Wat is nu typisch traversomuziek? De Franse airs de cour zijn al genoemd en daar kunnen de airs de brunettes, de airs sérieux et agrave; boire, de chansons en de noëls met hun variaties nog aan worden toegevoegd. In Franse cantates en opéras verschijnen de traverso's zodra vogels, en dan vooral de nachtegalen, moeten worden geďmiteerd. Michel Pignolet de Montéclair laat de traverso zelfs de papegaai en de kalkoen imiteren. Weinig is te gek voor een traversospeler, maar er zijn natuurlijk grenzen. In de Lutherse kerkmuziek van onder meer Johann Sebastian Bach speelt de traverso vaak een rol.
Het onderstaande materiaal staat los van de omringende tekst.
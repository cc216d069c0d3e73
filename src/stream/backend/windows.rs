//! Handle-based backend built on windows-sys
//!
//! 基于 windows-sys 的句柄后端
//!
//! Handles are opened synchronously; `OVERLAPPED` only carries the lock offset.
//! `LockFileEx` locks stack instead of merging and can only be released with the
//! exact offset/length they were taken with.
//!
//! 句柄以同步方式打开；`OVERLAPPED` 只用于携带锁偏移。
//! `LockFileEx` 的锁会叠加而不是合并，且只能用获取时完全相同的偏移/长度释放。

use super::{Backend, FileIdentity, FileStat, LockCapabilities, RawHandle};
use crate::stream::error::{Error, Result};
use crate::stream::mode::{Access, Creation, OpenMode};
use crate::stream::range::{ByteSpan, LockMode, LockRange};
use std::io::{self, SeekFrom};
use std::os::windows::ffi::OsStrExt;
use std::path::Path;
use std::time::{Duration, SystemTime, UNIX_EPOCH};
use windows_sys::Win32::Foundation::{
    CloseHandle, GetHandleInformation, ERROR_IO_PENDING, ERROR_LOCK_VIOLATION, GENERIC_READ,
    GENERIC_WRITE, HANDLE, HANDLE_FLAG_INHERIT, INVALID_HANDLE_VALUE,
};
use windows_sys::Win32::Security::SECURITY_ATTRIBUTES;
use windows_sys::Win32::Storage::FileSystem::{
    CreateFileW, FlushFileBuffers, GetFileInformationByHandle, LockFileEx, ReadFile,
    SetEndOfFile, SetFilePointerEx, UnlockFileEx, WriteFile, BY_HANDLE_FILE_INFORMATION,
    CREATE_ALWAYS, CREATE_NEW, FILE_ATTRIBUTE_NORMAL, FILE_BEGIN, FILE_CURRENT, FILE_END,
    FILE_GENERIC_WRITE, FILE_READ_ATTRIBUTES, FILE_SHARE_DELETE, FILE_SHARE_READ, FILE_SHARE_WRITE, FILE_WRITE_DATA,
    LOCKFILE_EXCLUSIVE_LOCK, LOCKFILE_FAIL_IMMEDIATELY, OPEN_ALWAYS, OPEN_EXISTING,
};
use windows_sys::Win32::System::IO::OVERLAPPED;

/// Seconds between 1601-01-01 and 1970-01-01
///
/// 1601-01-01 与 1970-01-01 之间的秒数
const FILETIME_EPOCH_OFFSET_SECS: u64 = 11_644_473_600;

#[derive(Debug)]
pub(crate) struct WindowsBackend;

#[inline]
fn raw(handle: RawHandle) -> HANDLE {
    handle.as_raw() as HANDLE
}

#[inline]
fn cvt(ok: i32) -> io::Result<()> {
    if ok == 0 {
        Err(io::Error::last_os_error())
    } else {
        Ok(())
    }
}

/// Every handle can stat itself, so `FILE_READ_ATTRIBUTES` is always requested
///
/// 每个句柄都能查询自身信息，因此总是请求 `FILE_READ_ATTRIBUTES`
fn desired_access(access: Access) -> u32 {
    let rights = match access {
        Access::Read => GENERIC_READ,
        Access::Write => GENERIC_WRITE,
        // Write access minus FILE_WRITE_DATA: every write lands at end of file
        Access::Append => FILE_GENERIC_WRITE & !FILE_WRITE_DATA,
        Access::ReadWrite => GENERIC_READ | GENERIC_WRITE,
    };
    rights | FILE_READ_ATTRIBUTES
}

fn disposition(creation: Creation) -> u32 {
    match creation {
        Creation::OpenExisting => OPEN_EXISTING,
        Creation::CreateIfMissing => OPEN_ALWAYS,
        Creation::CreateExclusive => CREATE_NEW,
        Creation::TruncateExisting => CREATE_ALWAYS,
    }
}

/// Offset/length pair for `LockFileEx`; unbounded spans run to the end of the u64 space
///
/// `LockFileEx` 使用的偏移/长度；无界区间延伸到 u64 空间末尾
fn span_to_words(span: ByteSpan) -> (OVERLAPPED, u32, u32) {
    let len = span.len().unwrap_or(u64::MAX - span.start());
    // Safety: OVERLAPPED is plain data, all-zero is valid
    // Safety: OVERLAPPED 是普通数据，全零合法
    let mut ov: OVERLAPPED = unsafe { std::mem::zeroed() };
    ov.Anonymous.Anonymous.Offset = span.start() as u32;
    ov.Anonymous.Anonymous.OffsetHigh = (span.start() >> 32) as u32;
    (ov, len as u32, (len >> 32) as u32)
}

fn lock_failure(err: io::Error) -> Error {
    match err.raw_os_error() {
        Some(code) if code == ERROR_LOCK_VIOLATION as i32 || code == ERROR_IO_PENDING as i32 => {
            Error::WouldBlock
        }
        _ => Error::from_lock_failure(err),
    }
}

fn system_time(low: u32, high: u32) -> SystemTime {
    let intervals = ((high as u64) << 32) | low as u64;
    let since_1601 = Duration::new(intervals / 10_000_000, ((intervals % 10_000_000) * 100) as u32);
    let offset = Duration::from_secs(FILETIME_EPOCH_OFFSET_SECS);
    match since_1601.checked_sub(offset) {
        Some(after) => UNIX_EPOCH + after,
        None => UNIX_EPOCH - (offset - since_1601),
    }
}

impl Backend for WindowsBackend {
    fn name(&self) -> &'static str {
        "windows"
    }

    fn capabilities(&self) -> LockCapabilities {
        LockCapabilities {
            partial_unlock: false,
            coalescing: false,
        }
    }

    fn open(&self, path: &Path, mode: &OpenMode) -> Result<RawHandle> {
        let wide: Vec<u16> = path.as_os_str().encode_wide().chain(Some(0)).collect();
        if wide[..wide.len() - 1].contains(&0) {
            return Err(Error::invalid(format!("path {} contains a NUL", path.display())));
        }

        let attrs = SECURITY_ATTRIBUTES {
            nLength: std::mem::size_of::<SECURITY_ATTRIBUTES>() as u32,
            lpSecurityDescriptor: std::ptr::null_mut(),
            bInheritHandle: mode.is_inheritable() as i32,
        };

        let handle = unsafe {
            CreateFileW(
                wide.as_ptr(),
                desired_access(mode.access()),
                FILE_SHARE_READ | FILE_SHARE_WRITE | FILE_SHARE_DELETE,
                &attrs,
                disposition(mode.creation_policy()),
                FILE_ATTRIBUTE_NORMAL,
                std::ptr::null_mut(),
            )
        };
        if handle == INVALID_HANDLE_VALUE {
            return Err(io::Error::last_os_error().into());
        }
        tracing::trace!(handle = handle as isize, path = %path.display(), "open");
        Ok(RawHandle::from_raw(handle as isize))
    }

    fn close(&self, handle: RawHandle) -> Result<()> {
        cvt(unsafe { CloseHandle(raw(handle)) }).map_err(Error::Io)
    }

    fn read(&self, handle: RawHandle, buf: &mut [u8]) -> Result<usize> {
        let len = buf.len().min(u32::MAX as usize) as u32;
        let mut read = 0u32;
        cvt(unsafe { ReadFile(raw(handle), buf.as_mut_ptr(), len, &mut read, std::ptr::null_mut()) })?;
        Ok(read as usize)
    }

    fn write(&self, handle: RawHandle, buf: &[u8]) -> Result<usize> {
        let len = buf.len().min(u32::MAX as usize) as u32;
        let mut written = 0u32;
        cvt(unsafe { WriteFile(raw(handle), buf.as_ptr(), len, &mut written, std::ptr::null_mut()) })?;
        Ok(written as usize)
    }

    fn seek(&self, handle: RawHandle, pos: SeekFrom) -> Result<u64> {
        let (distance, method) = match pos {
            SeekFrom::Start(n) => (
                i64::try_from(n).map_err(|_| Error::invalid(format!("seek offset {n} too large")))?,
                FILE_BEGIN,
            ),
            SeekFrom::Current(n) => (n, FILE_CURRENT),
            SeekFrom::End(n) => (n, FILE_END),
        };
        let mut new_pos = 0i64;
        cvt(unsafe { SetFilePointerEx(raw(handle), distance, &mut new_pos, method) })?;
        Ok(new_pos as u64)
    }

    fn truncate(&self, handle: RawHandle, len: u64) -> Result<()> {
        let cursor = self.seek(handle, SeekFrom::Current(0))?;
        self.seek(handle, SeekFrom::Start(len))?;
        let truncated = cvt(unsafe { SetEndOfFile(raw(handle)) });
        self.seek(handle, SeekFrom::Start(cursor))?;
        truncated?;
        Ok(())
    }

    fn flush(&self, handle: RawHandle) -> Result<()> {
        cvt(unsafe { FlushFileBuffers(raw(handle)) }).map_err(Error::Io)
    }

    fn stat(&self, handle: RawHandle) -> Result<FileStat> {
        let mut info: BY_HANDLE_FILE_INFORMATION = unsafe { std::mem::zeroed() };
        cvt(unsafe { GetFileInformationByHandle(raw(handle), &mut info) })?;
        Ok(FileStat {
            size: ((info.nFileSizeHigh as u64) << 32) | info.nFileSizeLow as u64,
            modified: system_time(
                info.ftLastWriteTime.dwLowDateTime,
                info.ftLastWriteTime.dwHighDateTime,
            ),
            identity: FileIdentity {
                device: info.dwVolumeSerialNumber as u64,
                index: ((info.nFileIndexHigh as u64) << 32) | info.nFileIndexLow as u64,
            },
        })
    }

    fn lock(&self, handle: RawHandle, range: &LockRange, blocking: bool) -> Result<()> {
        let mut flags = 0;
        if range.mode() == LockMode::Exclusive {
            flags |= LOCKFILE_EXCLUSIVE_LOCK;
        }
        if !blocking {
            flags |= LOCKFILE_FAIL_IMMEDIATELY;
        }
        let (mut ov, low, high) = span_to_words(range.span());
        cvt(unsafe { LockFileEx(raw(handle), flags, 0, low, high, &mut ov) }).map_err(lock_failure)
    }

    fn unlock(&self, handle: RawHandle, span: ByteSpan) -> Result<()> {
        let (mut ov, low, high) = span_to_words(span);
        cvt(unsafe { UnlockFileEx(raw(handle), 0, low, high, &mut ov) }).map_err(Error::from_lock_failure)
    }

    fn is_inheritable(&self, handle: RawHandle) -> Result<bool> {
        let mut flags = 0u32;
        cvt(unsafe { GetHandleInformation(raw(handle), &mut flags) })?;
        Ok(flags & HANDLE_FLAG_INHERIT != 0)
    }
}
Natuurlijk in het Weihnachtsoratorium als de herders zich naar Bethlehem spoeden: Frohe Hirten, eilet, ach eilet! En de traverso maar snelle nootjes spelen... Aanmerkelijk rustiger is de melancholische fluitpartij van de aria 'Aus Liebe will mein Heiland sterben' uit de Matthäus Passion. In Bach's Kaffee-cantate en in zijn Bauern-cantate blijkt de traverso uitstekend geschikt te zijn voor de begeleiding van allerlei werelds vermaak.
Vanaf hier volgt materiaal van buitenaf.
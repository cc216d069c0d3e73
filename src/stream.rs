//! File stream with byte-range advisory locking
//!
//! 支持字节范围建议锁的文件流
//!
//! Layers, leaves first:
//! - [`Backend`]: one native implementation per OS family, selected by [`native()`]
//! - [`LockTable`]: what a stream holds, kept in step with native locks
//! - [`Resource`]: creation, inheritance and exactly-once release of the handle
//! - [`Stream`]: the facade applications use, implementing [`FileStream`]
//!
//! 分层（自底向上）：
//! - [`Backend`]：每个操作系统家族一个原生实现，由 [`native()`] 选择
//! - [`LockTable`]：流持有的锁，与原生锁保持一致
//! - [`Resource`]：句柄的创建、继承与仅一次释放
//! - [`Stream`]：应用使用的门面，实现 [`FileStream`]
//!
//! Locks are advisory: they only exclude callers that ask for them, and they belong
//! to the stream that took them, never to the whole process.
//!
//! 锁是建议性的：只对同样请求锁的调用方生效，并且属于获取它的流，而不属于整个进程。
//!
//! ```
//! use lockstream::{Creation, Error, FileStream, LockMode, LockRange, OpenMode, Stream, Result};
//! # use tempfile::tempdir;
//! # fn main() -> Result<()> {
//! # let dir = tempdir()?;
//! # let path = dir.path().join("shared.bin");
//! let mode = OpenMode::read_write().creation(Creation::CreateIfMissing);
//! let mut first = Stream::open(&path, mode)?;
//! let mut second = Stream::open(&path, mode)?;
//!
//! let range = LockRange::new(0, 16, LockMode::Exclusive)?;
//! first.try_lock(range)?;
//! # #[cfg(any(target_os = "linux", target_os = "android", windows))]
//! assert!(matches!(second.try_lock(range), Err(Error::WouldBlock)));
//!
//! first.unlock(range.span())?;
//! second.try_lock(range)?;
//! # Ok(())
//! # }
//! ```

mod backend;
mod error;
mod file_stream;
mod lock_table;
mod mode;
mod range;
mod resource;

#[cfg(test)]
mod tests;

// Re-export public API
// 重新导出公共 API
pub use backend::{native, Backend, FileIdentity, FileStat, LockCapabilities, RawHandle};
pub use error::{Error, Result};
pub use file_stream::{FileStream, Stream};
pub use lock_table::{LockPolicy, LockTable, Wait};
pub use mode::{Access, Creation, OpenMode};
pub use range::{ByteSpan, LockMode, LockRange};
pub use resource::Resource;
De bouw van het instrument maakt dat veel traversomuziek in de toonsoort D-groot is geschreven. Als je alle zeven gaatjes dichtdoet en over het mondgat blaast dan hoor je immers een D, en doe je de gaatjes één voor één open dan hoor je een heel aardige toonladder met een rijke, warme klank. Afhankelijk van de toonsoort heb je meer of minder vorkgrepen nodig. Noten met vorkgrepen, zoals f, bes en gis, hebben een heel gevoelige, zachte en soms wat omfloerste klank, ideaal om bijvoorbeeld een droevige stemming op te roepen. Behoefte aan melancholie? Vraag dan een fluitist om een air de cour in c-klein te spelen!
Martin Knotters
Michel Blavet (1700-1768) was de beroemdste fluitist van de achttiende eeuw. Op dit schilderij, door Henri Millot, houdt hij de fluit naar rechts, zoals het hoort. In werkelijkheid hield Blavet, die autodidact was, de fluit naar links.